This is one issue that we can begin to fix today by raising the minimum wage. It will not take people completely out of danger, but it will be a sign that we still recognize and reward hard work in our society. And it will be a step in the right direction.
We will need to do much more, like taxation reform to make our system fairer, increased support for seniors, and much more investment in training and development of our young people. We can take some time and talk about those long-term solutions. But raising the minimum wage is urgent.
Katie Arnup, Toronto
The Star points out a few of the huge costs from Ontario’s poverty-level minimum wage, including damage to one’s health, as doctors and other health care providers have noted, besides the hardship and frustration of poverty.
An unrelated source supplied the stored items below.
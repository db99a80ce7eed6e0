use std::time::Duration;

use gw_core::Result;

/// Browser-like identification sent with every request; some news sites
/// serve reduced or blocked markup to unknown clients.
pub const USER_AGENT: &str = "Mozilla/5.0 (Windows NT 10.0; Win64; x64) \
AppleWebKit/537.36 (KHTML, like Gecko) Chrome/91.0.4472.124 Safari/537.36";

const REQUEST_TIMEOUT: Duration = Duration::from_secs(10);

/// Thin wrapper around a shared HTTP client. One GET per call, no
/// retries, default redirect handling.
#[derive(Debug, Clone)]
pub struct Fetcher {
    client: reqwest::Client,
}

impl Fetcher {
    pub fn new() -> Result<Self> {
        let client = reqwest::Client::builder()
            .user_agent(USER_AGENT)
            .timeout(REQUEST_TIMEOUT)
            .build()?;
        Ok(Self { client })
    }

    /// Fetches the raw document at `url`. Non-2xx statuses, timeouts and
    /// network failures all surface as errors here; callers above the
    /// source service never see them raised.
    pub async fn fetch(&self, url: &str) -> Result<String> {
        let response = self.client.get(url).send().await?.error_for_status()?;
        Ok(response.text().await?)
    }
}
But there are many other harmful impacts.
Some 375,000 Ontarians must rely on foodbank handouts to ward off hunger. Recent studies show that about 11 per cent of food bank users in Ontario are employed, but must turn to foodbanks because of their low earnings. Imagine the thousands of volunteer hours devoted to survival programs such as these.
And what about the frustrations for families in which parents must work two minimum-wage jobs in order to make ends meet, and who thus have little time to spend with their children?
My wife teaches many low-income students in Toronto’s Flemingdon Park neighbourhood where this situation is all too common. She sees the emotional price that her students pay when their parents are missing in action, because of overwork and fatigue.
The Star rightly asks: where is the report by Ontario’s Minimum Wage Advisory Panel? When I presented to the panel last fall, a staffperson told me that its report was expected by December. Where is it?
What kind of society tolerates a situation in which hard-working people must still endure poverty? The plight of low-wage workers is a vital issue that should figure prominently in Ontario’s public life, especially as a provincial election approaches.
Anglican Church members across the GTA and surrounding region are currently debating a proposal to raise the minimum wage in two stages to $14.50 per hour by 2015, above the poverty line. If we all raise our voices, we can improve the lives of our society’s poorest paid workers.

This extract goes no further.